La reciente revelación de fosas clandestinas en Jalisco ha conmocionado al país, no solo por la magnitud de la violencia, sino por lo que representa:
un mecanismo sistemático de exterminio ligado a la economía criminal y el control del territorio a través del miedo y de la utilización de los cuerpos.
Esta violencia extrema no es un hecho aislado ni producto del caos, sino una práctica organizada, es un engranaje más del mercado.
Lo que ocurre en Jalisco o en la Comarca Lagunera se asemeja inquietantemente a otras épocas de exterminio en la historia.
Las imágenes de montones de zapatos encontrados en estos sitios recuerdan a los testimonios gráficos del Holocausto, donde los restos de las víctimas eran borrados en un intento de eliminar toda evidencia de su existencia.
Hoy, en México, los cuerpos son disueltos en ácido o reducidos a cenizas en crematorios clandestinos, y sus restos son esparcidos en fosas ocultas.
La lógica es la misma: borrar a los desaparecidos no solo de la vida, sino de la memoria.
Insisto, el crimen organizado no opera en el vacío. Recluta jóvenes, los somete a un brutal adiestramiento y selecciona solo a aquellos que cumplen con sus criterios para tareas como la vigilancia de territorios, el sicariato o la extorsión.
Aquellos que no sirven son eliminados. Esto no es solo un ejercicio de violencia, sino una forma de control económico y social.
Las organizaciones criminales no solo controlan el narcotráfico; han diversificado sus operaciones hacia la minería, las aduanas y la extorsión.
En muchos casos, estas actividades están conectadas con la economía formal, lo que demuestra que la línea entre lo legal y lo ilegal es cada vez más difusa.

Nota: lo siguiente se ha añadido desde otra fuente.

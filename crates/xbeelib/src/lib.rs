//! # xbeelib -- Async control of XBee radio modules
//!
//! `xbeelib` drives a Digi XBee module attached to a serial port in API
//! mode. Each command gets a frame ID, is written to the shared serial
//! link, and resolves when the module's response carrying the same frame
//! ID comes back, however many other requests are in flight and in
//! whatever order their responses arrive.
//!
//! ## Quick Start
//!
//! ```no_run
//! use xbeelib::{ModuleType, RemoteTransmit, XBeeBuilder};
//!
//! #[tokio::main]
//! async fn main() -> anyhow::Result<()> {
//!     let xbee = XBeeBuilder::new(ModuleType::ZigBee)
//!         .serial_port("/dev/ttyUSB1")
//!         .baud_rate(115_200)
//!         .build()
//!         .await?;
//!
//!     let delivered = xbee
//!         .remote_transmit(RemoteTransmit::new("ROUTER", b"hello".to_vec()))
//!         .await?;
//!     println!("delivered: {}", delivered);
//!
//!     xbee.close().await;
//!     Ok(())
//! }
//! ```
//!
//! ## Architecture
//!
//! | Crate                  | Purpose                                          |
//! |------------------------|--------------------------------------------------|
//! | `xbeelib-core`         | Correlation engine, [`Transport`] trait, errors  |
//! | `xbeelib-api`          | API frame model and binary codec                 |
//! | `xbeelib-transport`    | Serial port transport                            |
//! | `xbeelib-test-harness` | Mock transport for tests                         |
//! | `xbeelib`              | The [`XBee`] session and its builder             |
//!
//! A session spawns one IO task that owns the transport and the
//! correlator. [`XBee`] methods send requests to it over a channel;
//! unsolicited frames come back through [`XBee::subscribe`].

pub mod builder;
pub mod commands;
pub mod events;
mod io;
pub mod options;
mod xbee;

pub use builder::XBeeBuilder;
pub use commands::{Destination, LocalCommand, NodeAddress, RemoteCommand, RemoteTransmit};
pub use events::XBeeEvent;
pub use options::{ModuleType, XBeeOptions, validate_options};
pub use xbee::XBee;

pub use xbeelib_api::{ApiFrame, ApiMode, AtCommand, AtStatus};
pub use xbeelib_core::{Error, Result, Transport};
pub use xbeelib_transport::PortOptions;
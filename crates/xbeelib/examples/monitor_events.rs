//! Print every unsolicited frame an XBee module reports.
//!
//! Received data, modem status changes, and node identification
//! announcements all arrive through the session's event channel.
//!
//! # Usage
//!
//! ```sh
//! RUST_LOG=xbeelib=debug cargo run -p xbeelib --example monitor_events
//! ```

use tokio::sync::broadcast::error::RecvError;
use tracing_subscriber::EnvFilter;
use xbeelib::{ApiFrame, LocalCommand, ModuleType, XBeeBuilder, XBeeEvent};

#[tokio::main]
async fn main() -> anyhow::Result<()> {
    tracing_subscriber::fmt()
        .with_env_filter(EnvFilter::from_default_env())
        .init();

    // Adjust this to match your system's serial port.
    let serial_port = "/dev/ttyUSB0";

    let xbee = XBeeBuilder::new(ModuleType::ZigBee)
        .serial_port(serial_port)
        .build()
        .await?;

    let name = xbee.local_command(LocalCommand::new("NI")).await?;
    println!("Listening on '{}'. Press Ctrl-C to stop.", String::from_utf8_lossy(&name));

    let mut events = xbee.subscribe();
    loop {
        tokio::select! {
            _ = tokio::signal::ctrl_c() => break,
            event = events.recv() => match event {
                Ok(XBeeEvent::Frame(ApiFrame::ReceivePacket { source64, data, .. })) => {
                    println!("{:016X}: {}", source64, String::from_utf8_lossy(&data));
                }
                Ok(XBeeEvent::Frame(ApiFrame::NodeIdentification {
                    remote64,
                    node_identifier,
                    ..
                })) => {
                    println!("node joined: {} ({:016X})", node_identifier, remote64);
                }
                Ok(XBeeEvent::Frame(frame)) => println!("{:?}", frame),
                Ok(XBeeEvent::Disconnected) => {
                    println!("Disconnected");
                    break;
                }
                Err(RecvError::Lagged(missed)) => println!("missed {} events", missed),
                Err(RecvError::Closed) => break,
            }
        }
    }

    xbee.close().await;
    Ok(())
}
//! Error types for xbeelib.
//!
//! All fallible operations across the library return [`Result<T>`], which
//! uses [`Error`] as the error type. Validation, correlation, transport, and
//! protocol failures are all captured here.

use std::time::Duration;

/// The error type for all xbeelib operations.
///
/// `Validation` and `CapacityExceeded` are returned immediately by the
/// issuing operation. `Timeout`, `DeliveryFailed`, `CommandFailed`,
/// `Transport`, and `Closed` only ever arrive through a pending response.
#[derive(Debug, thiserror::Error)]
pub enum Error {
    /// Caller-supplied parameters or options were malformed.
    #[error("validation error: {0}")]
    Validation(String),

    /// Every frame ID is held by an outstanding request.
    ///
    /// Treat this as backpressure: retry once some responses have arrived.
    #[error("no frame ID available: all identifiers are outstanding")]
    CapacityExceeded,

    /// No matching response frame arrived before the deadline.
    #[error("timeout waiting for response to frame {frame_id} after {elapsed:?}")]
    Timeout {
        /// Frame ID of the request that timed out.
        frame_id: u8,
        /// Time between issuing the request and the timeout firing.
        elapsed: Duration,
    },

    /// The radio reported that the transmission was not delivered.
    #[error("delivery failed for frame {frame_id}: {reason} (status 0x{status:02X})")]
    DeliveryFailed {
        /// Frame ID of the failed request.
        frame_id: u8,
        /// Raw status byte from the status frame.
        status: u8,
        /// Human-readable description of the status byte.
        reason: String,
    },

    /// The radio rejected an AT command.
    #[error("AT command {command} failed: {status}")]
    CommandFailed {
        /// Two-character AT command name.
        command: String,
        /// Description of the command status.
        status: String,
    },

    /// A write or transport-level failure.
    #[error("transport error: {0}")]
    Transport(String),

    /// The session was closed while the request was outstanding.
    #[error("session closed")]
    Closed,

    /// A protocol-level error (malformed API frame, unexpected response).
    #[error("protocol error: {0}")]
    Protocol(String),

    /// No session to the radio has been established.
    #[error("not connected")]
    NotConnected,

    /// The connection to the radio was lost unexpectedly.
    #[error("connection lost")]
    ConnectionLost,

    /// No bytes arrived on the transport within the read window.
    #[error("timeout waiting for data")]
    ReadTimeout,

    /// An underlying I/O error.
    #[error("I/O error: {0}")]
    Io(#[from] std::io::Error),
}

/// A convenience `Result` alias using [`Error`] as the error type.
pub type Result<T> = std::result::Result<T, Error>;

#[cfg(test)]
mod tests {
    use super::*;

    #[test]
    fn error_display_validation() {
        let e = Error::Validation("property 'portName' is missing".into());
        assert_eq!(
            e.to_string(),
            "validation error: property 'portName' is missing"
        );
    }

    #[test]
    fn error_display_capacity() {
        let e = Error::CapacityExceeded;
        assert!(e.to_string().contains("no frame ID available"));
    }

    #[test]
    fn error_display_timeout() {
        let e = Error::Timeout {
            frame_id: 7,
            elapsed: Duration::from_millis(1000),
        };
        assert_eq!(
            e.to_string(),
            "timeout waiting for response to frame 7 after 1s"
        );
    }

    #[test]
    fn error_display_delivery_failed() {
        let e = Error::DeliveryFailed {
            frame_id: 3,
            status: 0x21,
            reason: "network ACK failure".into(),
        };
        assert_eq!(
            e.to_string(),
            "delivery failed for frame 3: network ACK failure (status 0x21)"
        );
    }

    #[test]
    fn error_display_command_failed() {
        let e = Error::CommandFailed {
            command: "NI".into(),
            status: "invalid parameter".into(),
        };
        assert_eq!(e.to_string(), "AT command NI failed: invalid parameter");
    }

    #[test]
    fn error_display_transport() {
        let e = Error::Transport("port busy".into());
        assert_eq!(e.to_string(), "transport error: port busy");
    }

    #[test]
    fn error_display_closed() {
        assert_eq!(Error::Closed.to_string(), "session closed");
    }

    #[test]
    fn error_from_io() {
        let io_err = std::io::Error::new(std::io::ErrorKind::BrokenPipe, "pipe broken");
        let e: Error = io_err.into();
        assert!(matches!(e, Error::Io(_)));
        assert!(e.to_string().contains("pipe broken"));
    }

    #[test]
    fn error_is_send_sync() {
        fn assert_send<T: Send>() {}
        fn assert_sync<T: Sync>() {}
        assert_send::<Error>();
        assert_sync::<Error>();
    }
}
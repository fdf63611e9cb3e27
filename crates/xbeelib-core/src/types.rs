//! Identifier types shared by the correlation engine and the protocol layer.

use std::fmt;

/// Correlation token carried by a request frame and echoed by its response.
///
/// The space is `1..=255`. [`FrameId::NONE`] (zero) tells the radio that no
/// response is wanted, so it is never allocated to a pending request.
#[derive(Debug, Clone, Copy, PartialEq, Eq, Hash, PartialOrd, Ord, Default)]
pub struct FrameId(pub u8);

impl FrameId {
    /// Reserved "fire-and-forget" identifier.
    pub const NONE: FrameId = FrameId(0);

    /// Lowest allocatable identifier.
    pub const MIN: FrameId = FrameId(1);

    /// Highest allocatable identifier.
    pub const MAX: FrameId = FrameId(u8::MAX);

    /// Number of identifiers that can be outstanding at once.
    pub const SPACE: usize = u8::MAX as usize;

    /// Raw byte value as it appears on the wire.
    pub fn get(self) -> u8 {
        self.0
    }

    /// Whether this identifier requests a correlated response.
    pub fn is_none(self) -> bool {
        self.0 == 0
    }
}

impl From<u8> for FrameId {
    fn from(value: u8) -> Self {
        FrameId(value)
    }
}

impl fmt::Display for FrameId {
    fn fmt(&self, f: &mut fmt::Formatter<'_>) -> fmt::Result {
        write!(f, "{}", self.0)
    }
}

/// An inbound unit that may answer an outstanding request.
///
/// Implemented by decoded protocol frames. Frames that never carry a
/// correlation token (received data, modem status) return `None`.
pub trait Correlated {
    /// The frame ID this frame answers, if any.
    fn frame_id(&self) -> Option<FrameId>;
}

#[cfg(test)]
mod tests {
    use super::*;

    #[test]
    fn frame_id_none_is_zero() {
        assert!(FrameId::NONE.is_none());
        assert!(!FrameId::MIN.is_none());
        assert_eq!(FrameId::NONE.get(), 0);
    }

    #[test]
    fn frame_id_space() {
        assert_eq!(FrameId::SPACE, 255);
        assert_eq!(FrameId::MAX.get(), 255);
    }

    #[test]
    fn frame_id_display() {
        assert_eq!(FrameId(42).to_string(), "42");
        assert_eq!(FrameId::from(9), FrameId(9));
    }
}
impl fmt::Display for AtCommand {
    fn fmt(&self, f: &mut fmt::Formatter<'_>) -> fmt::Result {
        write!(f, "{}{}", self.0[0] as char, self.0[1] as char)
    }
}

/// Status byte of an AT command response.
#[derive(Debug, Clone, Copy, PartialEq, Eq)]
pub enum AtStatus {
    Ok,
    Error,
    InvalidCommand,
    InvalidParameter,
    /// The remote module never received the command (remote AT only).
    TransmissionFailed,
    Unknown(u8),
}

impl From<u8> for AtStatus {
    fn from(b: u8) -> Self {
        match b {
            0 => AtStatus::Ok,
            1 => AtStatus::Error,
            2 => AtStatus::InvalidCommand,
            3 => AtStatus::InvalidParameter,
            4 => AtStatus::TransmissionFailed,
            other => AtStatus::Unknown(other),
        }
    }
}

impl From<AtStatus> for u8 {
    fn from(s: AtStatus) -> Self {
        match s {
            AtStatus::Ok => 0,
            AtStatus::Error => 1,
            AtStatus::InvalidCommand => 2,
            AtStatus::InvalidParameter => 3,
            AtStatus::TransmissionFailed => 4,
            AtStatus::Unknown(other) => other,
        }
    }
}

impl fmt::Display for AtStatus {
    fn fmt(&self, f: &mut fmt::Formatter<'_>) -> fmt::Result {
        match self {
            AtStatus::Ok => write!(f, "OK"),
            AtStatus::Error => write!(f, "ERROR"),
            AtStatus::InvalidCommand => write!(f, "invalid command"),
            AtStatus::InvalidParameter => write!(f, "invalid parameter"),
            AtStatus::TransmissionFailed => write!(f, "remote command transmission failed"),
            AtStatus::Unknown(b) => write!(f, "unknown status 0x{:02X}", b),
        }
    }
}

/// Describe an 802.15.4 TX status (frame 0x89) byte.
pub fn tx_status_description(status: u8) -> &'static str {
    match status {
        0x00 => "success",
        0x01 => "no ACK received",
        0x02 => "CCA failure",
        0x03 => "purged",
        _ => "unknown TX status",
    }
}

/// Describe a ZigBee/ZNet delivery status (frame 0x8B) byte.
pub fn delivery_status_description(status: u8) -> &'static str {
    match status {
        0x00 => "success",
        0x01 => "MAC ACK failure",
        0x02 => "CCA failure",
        0x15 => "invalid destination endpoint",
        0x21 => "network ACK failure",
        0x22 => "not joined to network",
        0x23 => "self-addressed",
        0x24 => "address not found",
        0x25 => "route not found",
        0x26 => "broadcast source failed to hear a neighbor relay the message",
        0x2B => "invalid binding table index",
        0x2C => "resource error: lack of free buffers, timers, etc.",
        0x2D => "attempted broadcast with APS transmission",
        0x2E => "attempted unicast with APS transmission, but EE=0",
        0x32 => "resource error: lack of free buffers, timers, etc.",
        0x74 => "data payload too large",
        _ => "unknown delivery status",
    }
}
//! Transport implementations for xbeelib.
//!
//! - [`SerialTransport`]: USB virtual COM ports and UART connections to an
//!   XBee module, built on `tokio-serial`.

pub mod serial;

pub use serial::{DataBits, FlowControl, Parity, PortOptions, SerialTransport, StopBits};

Y detrás de esta maquinaria delictiva, la omisión —cuando no la complicidad— del Estado es evidente.
¿Cómo es posible que en zonas con presencia militar cercana proliferen estos centros de exterminio?
¿Cómo es que los testimonios de sobrevivientes, que lograron escapar del horror, no provocan una reacción inmediata de las autoridades? La realidad es que estos espacios de muerte solo pueden existir porque el Estado los permite.
La impunidad es el gran aliado del crimen organizado.
Frente a la indiferencia gubernamental, las madres buscadoras han tomado un rol que debería corresponder al Estado: encontrar a los desaparecidos.
Con palas y varillas, han descubierto lo que las autoridades “no encuentran”. Son ellas quienes han evidenciado la existencia de estos crematorios clandestinos, de estas fosas donde la vida fue reducida a cenizas.
Su lucha es un testimonio de amor, pero también una muestra de la profunda crisis forense en la que México está sumido. La cantidad de restos humanos sin identificar es abrumadora.
Se estima que podrían necesitarse más de cien años para darles un nombre a todas las víctimas.
Por eso es urgente una declaratoria nacional de crisis forense que permita la intervención de organismos internacionales y la aplicación de metodologías avanzadas de identificación humana.
Estamos a punto de cumplir 20 años desde el inicio de la llamada “guerra contra el narcotráfico”, y la violencia no ha hecho más que intensificarse.
Hemos llegado al punto en que el hallazgo de fosas clandestinas apenas genera indignación momentánea en redes sociales, pero no una reacción de fondo en la sociedad ni en las instituciones.